A classical random walk $(S_t, t\in N)$ is defined by $S_t := \sum_{n=0}^t X_n$, where $(X_n)$ are i.i.d. When the increments $(X_n)_{n\in N}$ are a one-order Markov chain, a short memory is introduced in the dynamics of $(S_t)$. This so-called "persistent" random walk is no longer Markovian and, under suitable conditions, the rescaled process converges towards the integrated telegraph noise (ITN) as the time-scale and space-scale parameters tend to zero (see S. Herrmann and P. Vallois, From persistent random walk to the telegraph noise.
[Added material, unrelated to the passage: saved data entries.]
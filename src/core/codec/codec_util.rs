// Copyright 2019 Zhizhesihai (Beijing) Technology Limited.
//
// Licensed under the Apache License, Version 2.0 (the "License");
// you may not use this file except in compliance with the License.
// You may obtain a copy of the License at
//
//     http://www.apache.org/licenses/LICENSE-2.0
//
// Unless required by applicable law or agreed to in writing, software
// distributed under the License is distributed on an "AS IS" BASIS,
// See the License for the specific language governing permissions and
// limitations under the License.

use core::store::io::{ByteArrayDataInput, DataInput, DataOutput, IndexOutput};
use core::util::{id2str, ID_LENGTH};
use error::ErrorKind::{CorruptIndex, IllegalArgument, IllegalState};
use error::Result;

use flate2::Crc;

/// Constant to identify the start of a codec header.
pub const CODEC_MAGIC: i32 = 0x3FD7_6C17;
/// Constant to identify the start of a codec footer.
pub const FOOTER_MAGIC: i32 = !CODEC_MAGIC;

/// Writes a codec header, which records both a string to identify the file
/// and a version number.
pub fn write_header<T: DataOutput + ?Sized>(out: &mut T, codec: &str, version: i32) -> Result<()> {
    let clen = codec.len();
    if clen >= 128 {
        bail!(IllegalArgument(format!(
            "codec must be simple ASCII less than 128 characters, got {}[length={}]",
            codec, clen,
        )));
    }
    out.write_int(CODEC_MAGIC)?;
    out.write_string(codec)?;
    out.write_int(version)
}

/// Writes a codec header for a per-segment file: the plain header followed by
/// the segment id and the segment suffix.
pub fn write_index_header<T: DataOutput + ?Sized>(
    out: &mut T,
    codec: &str,
    version: i32,
    id: &[u8],
    suffix: &str,
) -> Result<()> {
    if id.len() != ID_LENGTH {
        bail!(IllegalArgument(format!("Invalid id: {:?}", id)));
    }
    write_header(out, codec, version)?;
    out.write_bytes(id, 0, id.len())?;
    let slen = suffix.len();

    if slen >= 256 {
        bail!(IllegalArgument(format!(
            "suffix must be simple ASCII less than 256 characters, got {}[length={}]",
            suffix, slen
        )));
    }
    out.write_byte(slen as u8)?;
    out.write_bytes(suffix.as_bytes(), 0, slen)
}

/// Writes the footer: magic, algorithm id and the CRC32 of everything before it.
pub fn write_footer<T: IndexOutput + ?Sized>(output: &mut T) -> Result<()> {
    output.write_int(FOOTER_MAGIC)?;
    output.write_int(0)?;
    let value = output.checksum()?;
    if value as u64 & 0xFFFF_FFFF_0000_0000 != 0 {
        bail!(IllegalState(format!("Illegal CRC-32 checksum: {}", value)));
    }
    output.write_long(value)
}

pub fn footer_length() -> usize {
    16
}

/// Reads and validates a header previously written with `write_header`.
pub fn check_header<T: DataInput + ?Sized>(
    data_input: &mut T,
    codec: &str,
    min_ver: i32,
    max_ver: i32,
) -> Result<i32> {
    let actual_header = data_input.read_int()?;
    if actual_header != CODEC_MAGIC {
        bail!(CorruptIndex(format!(
            "codec header mismatch: actual=0x{:X}, expected=0x{:X}",
            actual_header, CODEC_MAGIC
        )));
    }
    let actual_codec = data_input.read_string()?;
    if actual_codec != codec {
        bail!(CorruptIndex(format!(
            "codec mismatch: actual={}, expected={}",
            actual_codec, codec
        )));
    }
    let actual_ver = data_input.read_int()?;
    if actual_ver < min_ver || actual_ver > max_ver {
        bail!(CorruptIndex(format!(
            "index format either too new or too old: {} <= {} <= {} doesn't hold",
            min_ver, actual_ver, max_ver
        )));
    }
    Ok(actual_ver)
}

/// Reads and validates a header previously written with `write_index_header`.
pub fn check_index_header<T: DataInput + ?Sized>(
    data_input: &mut T,
    codec: &str,
    min_ver: i32,
    max_ver: i32,
    expected_id: &[u8],
    expected_suffix: &str,
) -> Result<i32> {
    let version = check_header(data_input, codec, min_ver, max_ver)?;

    let mut actual_id = [0u8; ID_LENGTH];
    data_input.read_exact(&mut actual_id)?;
    if actual_id != expected_id {
        bail!(CorruptIndex(format!(
            "file mismatch, expected_id={}, got={}",
            id2str(expected_id),
            id2str(&actual_id)
        )));
    }

    let suffix_len = data_input.read_byte()? as usize;
    let mut suffix_bytes = vec![0u8; suffix_len];
    data_input.read_exact(&mut suffix_bytes)?;
    let suffix = ::std::str::from_utf8(&suffix_bytes)?;
    if suffix != expected_suffix {
        bail!(CorruptIndex(format!(
            "file mismatch, expected suffix={}, got={}",
            expected_suffix, suffix
        )));
    }
    Ok(version)
}

/// Verifies the footer of a fully buffered file and returns its checksum.
/// The input position is left untouched.
pub fn check_footer(input: &ByteArrayDataInput) -> Result<i64> {
    let bytes = input.bytes();
    if bytes.len() < footer_length() {
        bail!(CorruptIndex(format!(
            "misplaced codec footer (file truncated?): length={}",
            bytes.len()
        )));
    }
    let footer_start = bytes.len() - footer_length();
    let mut footer = ByteArrayDataInput::new(bytes[footer_start..].to_vec());
    let magic = footer.read_int()?;
    if magic != FOOTER_MAGIC {
        bail!(CorruptIndex(format!(
            "codec footer mismatch: actual={} vs expected={}",
            magic, FOOTER_MAGIC
        )));
    }
    let algorithm_id = footer.read_int()?;
    if algorithm_id != 0 {
        bail!(CorruptIndex(format!(
            "codec footer mismatch: unknown algorithm_id: {}",
            algorithm_id
        )));
    }
    let expected_checksum = footer.read_long()?;

    let mut crc = Crc::new();
    crc.update(&bytes[..footer_start + 8]);
    let actual_checksum = i64::from(crc.sum());
    if actual_checksum != expected_checksum {
        bail!(CorruptIndex(format!(
            "checksum failed (hardware problems?): expected=0x{:X}, actual=0x{:X}",
            expected_checksum, actual_checksum
        )));
    }
    Ok(actual_checksum)
}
Stoch. and Dynamics, 2010, v. 10, N 2, 161-196; C.S. Tapiero and P. Vallois, Memory-based persistence in a counting random walk process. Physica A, 2007, v. 386, N 1, 303-307; C.S. Tapiero and P. Vallois, A claims persistence process and insurance. J. Insurance Math. Econom., 2009, v. 44, N 3, 367-373). The ITN process is effectively non-Markovian too. The aim is to consider persistent random walks $(S_t)$ whose increments are Markov chains with variable order which can be infinite. This variable memory is enlighted by a one-to-one correspondence between $(X_n)$ and a suitable Variable Length Markov Chain (VLMC), since for a VLMC the dependency from the past can be unbounded. The key fact is to consider the non Markovian letter process $(X_n)$ as the margin of a couple $(X_n,M_n)_{n\ge 0}$ where $(M_n)_{n\ge 0}$ stands for the memory of the process $(X_n)$. We prove that, under a suitable rescaling, $(S_n,X_n,M_n)$ converges in distribution towards a time continuous process $(S^0(t),X(t),M(t))$. The process $(S^0(t))$ is a semi-Markov and Piecewise Deterministic Markov Process whose paths are piecewise linear.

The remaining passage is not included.